//! Channel URIs and tune parameters.

use serde::{Deserialize, Serialize};
use std::collections::BTreeMap;
use std::fmt;

use crate::error::{DomainError, DomainResult};
use crate::input::InputId;

const CHANNEL_PREFIX: &str = "content://android.media.tv/channel/";
const PASSTHROUGH_PREFIX: &str = "content://android.media.tv/passthrough/";
const CONTENT_SCHEME: &str = "content://";

/// Escape character for encoded tune params.
const ESCAPE: char = '%';

/// Characters that must be escaped inside an encoded key or value.
const ESCAPED_CHARS: &[char] = &['%', '=', ','];

/// The target of a `tune` call.
#[derive(Debug, Clone, PartialEq, Eq, Hash, Serialize, Deserialize)]
#[serde(try_from = "String", into = "String")]
pub enum ChannelUri {
    /// A row in the channel table.
    Channel(i64),
    /// Pass-through to the given input; never logged as a channel watch.
    Passthrough(InputId),
    /// Any other content URI (programs, recordings).
    Other(String),
}

impl ChannelUri {
    /// Parses a content URI.
    ///
    /// Only `content://` URIs are accepted. A channel URI must end in a
    /// numeric id.
    pub fn parse(uri: &str) -> DomainResult<Self> {
        if let Some(id) = uri.strip_prefix(CHANNEL_PREFIX) {
            return id
                .parse::<i64>()
                .map(Self::Channel)
                .map_err(|_| DomainError::InvalidChannelUri {
                    uri: uri.to_string(),
                });
        }
        if let Some(input) = uri.strip_prefix(PASSTHROUGH_PREFIX) {
            if input.is_empty() {
                return Err(DomainError::InvalidChannelUri {
                    uri: uri.to_string(),
                });
            }
            return Ok(Self::Passthrough(InputId::new(input)));
        }
        if uri.starts_with(CONTENT_SCHEME) {
            return Ok(Self::Other(uri.to_string()));
        }
        Err(DomainError::InvalidChannelUri {
            uri: uri.to_string(),
        })
    }

    pub fn channel(id: i64) -> Self {
        Self::Channel(id)
    }

    pub fn passthrough(input: impl Into<InputId>) -> Self {
        Self::Passthrough(input.into())
    }

    pub fn is_passthrough(&self) -> bool {
        matches!(self, Self::Passthrough(_))
    }

    /// Channel row id, if this is a channel URI.
    pub fn channel_id(&self) -> Option<i64> {
        match self {
            Self::Channel(id) => Some(*id),
            _ => None,
        }
    }
}

impl fmt::Display for ChannelUri {
    fn fmt(&self, f: &mut fmt::Formatter<'_>) -> fmt::Result {
        match self {
            Self::Channel(id) => write!(f, "{CHANNEL_PREFIX}{id}"),
            Self::Passthrough(input) => write!(f, "{PASSTHROUGH_PREFIX}{input}"),
            Self::Other(uri) => write!(f, "{uri}"),
        }
    }
}

impl TryFrom<String> for ChannelUri {
    type Error = DomainError;

    fn try_from(value: String) -> Result<Self, Self::Error> {
        Self::parse(&value)
    }
}

impl From<ChannelUri> for String {
    fn from(uri: ChannelUri) -> Self {
        uri.to_string()
    }
}

/// Extra key/value parameters passed along with a tune.
#[derive(Debug, Clone, Default, PartialEq, Eq, Serialize, Deserialize)]
#[serde(transparent)]
pub struct TuneParams(BTreeMap<String, String>);

impl TuneParams {
    pub fn new() -> Self {
        Self::default()
    }

    #[must_use]
    pub fn with(mut self, key: impl Into<String>, value: impl Into<String>) -> Self {
        self.0.insert(key.into(), value.into());
        self
    }

    pub fn insert(&mut self, key: impl Into<String>, value: impl Into<String>) {
        self.0.insert(key.into(), value.into());
    }

    pub fn get(&self, key: &str) -> Option<&str> {
        self.0.get(key).map(String::as_str)
    }

    pub fn is_empty(&self) -> bool {
        self.0.is_empty()
    }

    /// Encodes as `key=value, key=value` in key order.
    ///
    /// `%`, `=` and `,` inside keys and values are prefixed with `%`.
    pub fn encode(&self) -> String {
        self.0
            .iter()
            .map(|(k, v)| format!("{}={}", escape(k), escape(v)))
            .collect::<Vec<_>>()
            .join(", ")
    }
}

impl From<BTreeMap<String, String>> for TuneParams {
    fn from(map: BTreeMap<String, String>) -> Self {
        Self(map)
    }
}

fn escape(src: &str) -> String {
    let mut out = String::with_capacity(src.len());
    for c in src.chars() {
        if ESCAPED_CHARS.contains(&c) {
            out.push(ESCAPE);
        }
        out.push(c);
    }
    out
}
//! Input descriptors: the identity of everything a session can be opened on.

use serde::{Deserialize, Serialize};
use std::fmt;

use crate::error::{DomainError, DomainResult};
use crate::hardware::{HardwareInfo, HdmiDeviceInfo};

// ============================================================================
// Component Name
// ============================================================================

/// A provider component: the package that ships it plus its class.
#[derive(Debug, Clone, PartialEq, Eq, Hash, PartialOrd, Ord, Serialize, Deserialize)]
pub struct ComponentName {
    pub package: String,
    pub class: String,
}

impl ComponentName {
    pub fn new(package: impl Into<String>, class: impl Into<String>) -> Self {
        Self {
            package: package.into(),
            class: class.into(),
        }
    }

    /// Short form: `pkg/.Class` when the class lives inside the package
    /// namespace, `pkg/other.Class` otherwise.
    pub fn to_short_string(&self) -> String {
        match self.class.strip_prefix(self.package.as_str()) {
            Some(rest) if rest.starts_with('.') => format!("{}/{}", self.package, rest),
            _ => format!("{}/{}", self.package, self.class),
        }
    }
}

impl fmt::Display for ComponentName {
    fn fmt(&self, f: &mut fmt::Formatter<'_>) -> fmt::Result {
        write!(f, "{}/{}", self.package, self.class)
    }
}

// ============================================================================
// Input Id
// ============================================================================

/// Unique string id of an input.
#[derive(Debug, Clone, PartialEq, Eq, Hash, PartialOrd, Ord, Serialize, Deserialize)]
#[serde(transparent)]
pub struct InputId(String);

impl InputId {
    pub fn new(id: impl Into<String>) -> Self {
        Self(id.into())
    }

    pub fn as_str(&self) -> &str {
        &self.0
    }

    /// Id of an input declared in a provider's manifest.
    pub fn for_component(component: &ComponentName) -> Self {
        Self(component.to_short_string())
    }

    /// Id of an input a hardware provider reports for a device.
    pub fn for_hardware(component: &ComponentName, hardware: &HardwareInfo) -> Self {
        Self(format!(
            "{}/HW{}",
            component.to_short_string(),
            hardware.device_id
        ))
    }

    /// Id of an input a hardware provider reports for an HDMI-CEC device.
    pub fn for_hdmi_device(component: &ComponentName, device: &HdmiDeviceInfo) -> Self {
        Self(format!(
            "{}/HDMI{:02X}{:02X}",
            component.to_short_string(),
            device.port_id,
            device.logical_address
        ))
    }
}

impl fmt::Display for InputId {
    fn fmt(&self, f: &mut fmt::Formatter<'_>) -> fmt::Result {
        write!(f, "{}", self.0)
    }
}

impl From<&str> for InputId {
    fn from(s: &str) -> Self {
        Self(s.to_string())
    }
}

impl From<String> for InputId {
    fn from(s: String) -> Self {
        Self(s)
    }
}

impl AsRef<str> for InputId {
    fn as_ref(&self) -> &str {
        &self.0
    }
}

// ============================================================================
// Input Type & State
// ============================================================================

/// Declared type of an input.
#[derive(Debug, Clone, Copy, PartialEq, Eq, Hash, Default, Serialize, Deserialize)]
#[serde(rename_all = "snake_case")]
pub enum InputType {
    #[default]
    Tuner,
    Other,
    Composite,
    SVideo,
    Scart,
    Component,
    Vga,
    Dvi,
    Hdmi,
    DisplayPort,
}

impl InputType {
    /// Numeric code used on the provider wire.
    pub fn code(&self) -> u32 {
        match self {
            Self::Tuner => 0,
            Self::Other => 1000,
            Self::Composite => 1001,
            Self::SVideo => 1002,
            Self::Scart => 1003,
            Self::Component => 1004,
            Self::Vga => 1005,
            Self::Dvi => 1006,
            Self::Hdmi => 1007,
            Self::DisplayPort => 1008,
        }
    }

    pub fn from_code(code: u32) -> Option<Self> {
        match code {
            0 => Some(Self::Tuner),
            1000 => Some(Self::Other),
            1001 => Some(Self::Composite),
            1002 => Some(Self::SVideo),
            1003 => Some(Self::Scart),
            1004 => Some(Self::Component),
            1005 => Some(Self::Vga),
            1006 => Some(Self::Dvi),
            1007 => Some(Self::Hdmi),
            1008 => Some(Self::DisplayPort),
            _ => None,
        }
    }
}

/// Connectivity state of an input.
#[derive(Debug, Clone, Copy, PartialEq, Eq, Hash, Default, Serialize, Deserialize)]
#[serde(rename_all = "snake_case")]
pub enum InputState {
    #[default]
    Connected,
    ConnectedStandby,
    Disconnected,
}

impl InputState {
    #[must_use]
    pub fn label(&self) -> &'static str {
        match self {
            Self::Connected => "connected",
            Self::ConnectedStandby => "standby",
            Self::Disconnected => "disconnected",
        }
    }
}

impl fmt::Display for InputState {
    fn fmt(&self, f: &mut fmt::Formatter<'_>) -> fmt::Result {
        write!(f, "{}", self.label())
    }
}

// ============================================================================
// Input Descriptor
// ============================================================================

/// Identity and capabilities of one input.
#[derive(Debug, Clone, PartialEq, Eq, Serialize, Deserialize)]
pub struct InputDescriptor {
    pub id: InputId,
    pub component: ComponentName,
    pub input_type: InputType,
    /// Set for inputs exposed by a provider that owns hardware devices.
    #[serde(default)]
    pub is_hardware: bool,
    /// Physical input this logical input sits behind.
    #[serde(default, skip_serializing_if = "Option::is_none")]
    pub parent_id: Option<InputId>,
    #[serde(default, skip_serializing_if = "Option::is_none")]
    pub setup_activity: Option<String>,
    #[serde(default, skip_serializing_if = "Option::is_none")]
    pub label: Option<String>,
    #[serde(default, skip_serializing_if = "Option::is_none")]
    pub hdmi_device_id: Option<u32>,
}

impl InputDescriptor {
    pub fn new(id: impl Into<InputId>, component: ComponentName, input_type: InputType) -> Self {
        Self {
            id: id.into(),
            component,
            input_type,
            is_hardware: false,
            parent_id: None,
            setup_activity: None,
            label: None,
            hdmi_device_id: None,
        }
    }

    #[must_use]
    pub fn with_hardware(mut self, is_hardware: bool) -> Self {
        self.is_hardware = is_hardware;
        self
    }

    #[must_use]
    pub fn with_parent(mut self, parent: impl Into<InputId>) -> Self {
        self.parent_id = Some(parent.into());
        self
    }

    #[must_use]
    pub fn with_setup_activity(mut self, activity: impl Into<String>) -> Self {
        self.setup_activity = Some(activity.into());
        self
    }

    #[must_use]
    pub fn with_label(mut self, label: impl Into<String>) -> Self {
        self.label = Some(label.into());
        self
    }

    #[must_use]
    pub fn with_hdmi_device(mut self, device_id: u32) -> Self {
        self.hdmi_device_id = Some(device_id);
        self
    }

    /// Pass-through inputs (HDMI, composite, ...) have no channel lineup.
    pub fn is_passthrough(&self) -> bool {
        self.input_type != InputType::Tuner
    }

    /// Checks the metadata a tuner input must carry.
    ///
    /// A tuner input needs a setup activity to populate its channels.
    pub fn validate(&self) -> DomainResult<()> {
        if self.id.as_str().is_empty() {
            return Err(DomainError::InvalidFieldValue {
                field: "id".to_string(),
                value: String::new(),
                expected: "non-empty input id".to_string(),
            });
        }
        if self.input_type == InputType::Tuner && self.setup_activity.is_none() {
            return Err(DomainError::InvalidFieldValue {
                field: "setup_activity".to_string(),
                value: "none".to_string(),
                expected: format!("setup activity for tuner input {}", self.id),
            });
        }
        Ok(())
    }
}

# Prompt
The stopping point is the line containing "const CHANNEL_PREFIX: &str". Reproduce exactly every line of the material from the first through that one.

# Output
//! Channel URIs and tune parameters.

use serde::{Deserialize, Serialize};
use std::collections::BTreeMap;
use std::fmt;

use crate::error::{DomainError, DomainResult};
use crate::input::InputId;

const CHANNEL_PREFIX: &str = "content://android.media.tv/channel/";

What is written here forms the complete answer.